A 30-y.o. G4P2103 at 38 weeks gestation presents to L&D triage with persistent contractions. She is found to be 4 cm dilated, and the infant is in the frank breech position. Her prenatal care during this pregnancy has been limited, but she describes a history of three previous C-sections. The decision is made to proceed with a repeat C-section, which is complicated by marked abdomino-pelvic adhesions covering the anterior uterine wall. In the process of dissecting, a gush of clear yellow fluid leaks into the operative field, and the Foley bulb can be seen.

The bladder is the most commonly injured organ during gynecologic surgery, with a variable incidence that depends on the type of surgery being performed (Table 61-1).1 Risk factors include pathology that distorts normal anatomy, conditions that impair visualization, and prior surgical or radiation therapy (Box 61-1). Identification of lower urinary tract injuries intraoperatively is crucial, as immediate repair can prevent delayed postoperative complications such as urinomas, sepsis, and fistula formation.2 Much of the management of cystotomy repair and subsequent bladder drainage is based on expert opinions and consensus guidelines; as such, there is marked variation in repair techniques and postoperative management. The aim of this chapter is to provide an overview of the most frequently encountered bladder injuries, along with traditional repair options.

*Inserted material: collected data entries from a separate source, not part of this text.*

//! Built-in volumetric kernels.
use crate::evaluators::{Evaluable, EvaluatorBase, Kernel};
use crate::factory::{Factory, SetupContext};
use crate::fe_data::VariableQp;
use crate::variables::{CoupledVariableId, VariableId};

pub(crate) fn register(factory: &mut Factory) {
    factory.register_kernel("Diffusion", |ctx| Ok(Box::new(Diffusion::new(ctx)?)));
    factory.register_kernel("MatDiffusion", |ctx| Ok(Box::new(MatDiffusion::new(ctx)?)));
    factory.register_kernel("BodyForce", |ctx| Ok(Box::new(BodyForce::new(ctx)?)));
    factory.register_kernel("TimeDerivative", |ctx| Ok(Box::new(TimeDerivative::new(ctx)?)));
    factory.register_kernel("CoupledForce", |ctx| Ok(Box::new(CoupledForce::new(ctx)?)));
    factory.register_kernel("Reaction", |ctx| Ok(Box::new(Reaction::new(ctx)?)));
    factory.register_kernel("PostprocessorSource", |ctx| {
        Ok(Box::new(PostprocessorSource::new(ctx)?))
    });
}

/// `∫ ∇u · ∇φ_i`.
#[derive(Debug, Clone)]
pub struct Diffusion {
    base: EvaluatorBase,
    variable: VariableId,
}

impl Diffusion {
    pub fn new(ctx: &SetupContext) -> eyre::Result<Self> {
        Ok(Self {
            base: ctx.base()?,
            variable: ctx.variable()?,
        })
    }
}

impl Evaluable for Diffusion {
    fn base(&self) -> &EvaluatorBase {
        &self.base
    }
}

impl Kernel for Diffusion {
    fn variable(&self) -> VariableId {
        self.variable
    }

    fn compute_qp_residual(&mut self, qp: &VariableQp, i: usize) -> eyre::Result<f64> {
        Ok(qp.grad_u().dot(qp.grad_phi(i)))
    }

    fn compute_qp_jacobian(&mut self, qp: &VariableQp, i: usize, j: usize) -> eyre::Result<f64> {
        Ok(qp.grad_phi(j).dot(qp.grad_phi(i)))
    }
}

/// `∫ D ∇u · ∇φ_i` with the diffusivity `D` taken from a material property.
#[derive(Debug, Clone)]
pub struct MatDiffusion {
    base: EvaluatorBase,
    variable: VariableId,
    diffusivity: String,
}

impl MatDiffusion {
    pub fn new(ctx: &SetupContext) -> eyre::Result<Self> {
        Ok(Self {
            base: ctx.base()?,
            variable: ctx.variable()?,
            diffusivity: ctx
                .params
                .optional_string("diffusivity")?
                .unwrap_or("diffusivity")
                .to_string(),
        })
    }
}

impl Evaluable for MatDiffusion {
    fn base(&self) -> &EvaluatorBase {
        &self.base
    }
}

impl Kernel for MatDiffusion {
    fn variable(&self) -> VariableId {
        self.variable
    }

    fn compute_qp_residual(&mut self, qp: &VariableQp, i: usize) -> eyre::Result<f64> {
        let d = qp.material(&self.diffusivity)?;
        Ok(d * qp.grad_u().dot(qp.grad_phi(i)))
    }

    fn compute_qp_jacobian(&mut self, qp: &VariableQp, i: usize, j: usize) -> eyre::Result<f64> {
        let d = qp.material(&self.diffusivity)?;
        Ok(d * qp.grad_phi(j).dot(qp.grad_phi(i)))
    }
}

/// `-∫ value · f(t, x) · φ_i`, where `f` is an optional function (one if absent).
#[derive(Debug, Clone)]
pub struct BodyForce {
    base: EvaluatorBase,
    variable: VariableId,
    value: f64,
    function: Option<String>,
}

impl BodyForce {
    pub fn new(ctx: &SetupContext) -> eyre::Result<Self> {
        Ok(Self {
            base: ctx.base()?,
            variable: ctx.variable()?,
            value: ctx.params.real_or("value", 1.0)?,
            function: ctx.params.optional_string("function")?.map(str::to_string),
        })
    }
}

impl Evaluable for BodyForce {
    fn base(&self) -> &EvaluatorBase {
        &self.base
    }
}

impl Kernel for BodyForce {
    fn variable(&self) -> VariableId {
        self.variable
    }

    fn compute_qp_residual(&mut self, qp: &VariableQp, i: usize) -> eyre::Result<f64> {
        let f = match &self.function {
            Some(name) => qp.function_value(name)?,
            None => 1.0,
        };
        Ok(-self.value * f * qp.phi(i))
    }
}

/// `∫ u̇ φ_i`.
#[derive(Debug, Clone)]
pub struct TimeDerivative {
    base: EvaluatorBase,
    variable: VariableId,
}

impl TimeDerivative {
    pub fn new(ctx: &SetupContext) -> eyre::Result<Self> {
        Ok(Self {
            base: ctx.base()?,
            variable: ctx.variable()?,
        })
    }
}

impl Evaluable for TimeDerivative {
    fn base(&self) -> &EvaluatorBase {
        &self.base
    }
}

impl Kernel for TimeDerivative {
    fn variable(&self) -> VariableId {
        self.variable
    }

    fn compute_qp_residual(&mut self, qp: &VariableQp, i: usize) -> eyre::Result<f64> {
        Ok(qp.u_dot() * qp.phi(i))
    }

    fn compute_qp_jacobian(&mut self, qp: &VariableQp, i: usize, j: usize) -> eyre::Result<f64> {
        Ok(qp.du_dot_du() * qp.phi(j) * qp.phi(i))
    }
}

/// `-∫ coef · v · φ_i` for a coupled variable `v` of either family.
#[derive(Debug, Clone)]
pub struct CoupledForce {
    base: EvaluatorBase,
    variable: VariableId,
    coupled: [CoupledVariableId; 1],
    coef: f64,
}

impl CoupledForce {
    pub fn new(ctx: &SetupContext) -> eyre::Result<Self> {
        Ok(Self {
            base: ctx.base()?,
            variable: ctx.variable()?,
            coupled: [ctx.coupled("v")?],
            coef: ctx.params.real_or("coef", 1.0)?,
        })
    }
}

impl Evaluable for CoupledForce {
    fn base(&self) -> &EvaluatorBase {
        &self.base
    }
}

impl Kernel for CoupledForce {
    fn variable(&self) -> VariableId {
        self.variable
    }

    fn coupled_variables(&self) -> &[CoupledVariableId] {
        &self.coupled
    }

    fn compute_qp_residual(&mut self, qp: &VariableQp, i: usize) -> eyre::Result<f64> {
        Ok(-self.coef * qp.coupled_value(self.coupled[0]) * qp.phi(i))
    }

    fn compute_qp_off_diag_jacobian(
        &mut self,
        qp: &VariableQp,
        i: usize,
        j: usize,
        jvar: CoupledVariableId,
    ) -> eyre::Result<f64> {
        if jvar == self.coupled[0] {
            Ok(-self.coef * qp.coupled_phi(jvar, j) * qp.phi(i))
        } else {
            Ok(0.0)
        }
    }
}

/// `∫ rate · u · φ_i`.
#[derive(Debug, Clone)]
pub struct Reaction {
    base: EvaluatorBase,
    variable: VariableId,
    rate: f64,
}

impl Reaction {
    pub fn new(ctx: &SetupContext) -> eyre::Result<Self> {
        Ok(Self {
            base: ctx.base()?,
            variable: ctx.variable()?,
            rate: ctx.params.real_or("rate", 1.0)?,
        })
    }
}

impl Evaluable for Reaction {
    fn base(&self) -> &EvaluatorBase {
        &self.base
    }
}

impl Kernel for Reaction {
    fn variable(&self) -> VariableId {
        self.variable
    }

    fn compute_qp_residual(&mut self, qp: &VariableQp, i: usize) -> eyre::Result<f64> {
        Ok(self.rate * qp.u() * qp.phi(i))
    }

    fn compute_qp_jacobian(&mut self, qp: &VariableQp, i: usize, j: usize) -> eyre::Result<f64> {
        Ok(self.rate * qp.phi(j) * qp.phi(i))
    }
}

/// `-∫ coef · p · φ_i` where `p` is the latest value of a postprocessor.
#[derive(Debug, Clone)]
pub struct PostprocessorSource {
    base: EvaluatorBase,
    variable: VariableId,
    postprocessor: String,
    coef: f64,
}

impl PostprocessorSource {
    pub fn new(ctx: &SetupContext) -> eyre::Result<Self> {
        Ok(Self {
            base: ctx.base()?,
            variable: ctx.variable()?,
            postprocessor: ctx.params.string("postprocessor")?.to_string(),
            coef: ctx.params.real_or("coef", 1.0)?,
        })
    }
}

impl Evaluable for PostprocessorSource {
    fn base(&self) -> &EvaluatorBase {
        &self.base
    }
}

impl Kernel for PostprocessorSource {
    fn variable(&self) -> VariableId {
        self.variable
    }

    fn compute_qp_residual(&mut self, qp: &VariableQp, i: usize) -> eyre::Result<f64> {
        Ok(-self.coef * qp.postprocessor(&self.postprocessor)? * qp.phi(i))
    }
}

TABLE 61-1Incidence of Iatrogenic Cystotomy

Box 61-1 Risk Factors for Cystotomy

  • Gravid uterus

  • Fibroid uterus

  • Pelvic organ prolapse

  • Hemorrhage

  • Obesity

  • Malignancy

  • Previous radiation therapy

  • Adhesions

  • Previous pelvic surgery

  • Endometriosis

ANATOMY

The bladder is a hollow, distensible organ that functions to store urine (Fig. 61-1). It lies within the female pelvis posterior to the pubic symphysis, anterior to the uterus and vagina, and between the obturator internus muscles. When empty, the bladder remains in the true pelvis; however, as it fills, it extends upward and assumes a globular shape. While entirely extraperitoneal, only the superior aspect is covered by peritoneum.

FIGURE 61-1.

Anatomy of the bladder. A. Anteroposterior view of bladder anatomy. Inset: The bladder wall contains mucosal, submucosal, muscular, and adventitial layers. B. Photomicrograph of the bladder wall. The ...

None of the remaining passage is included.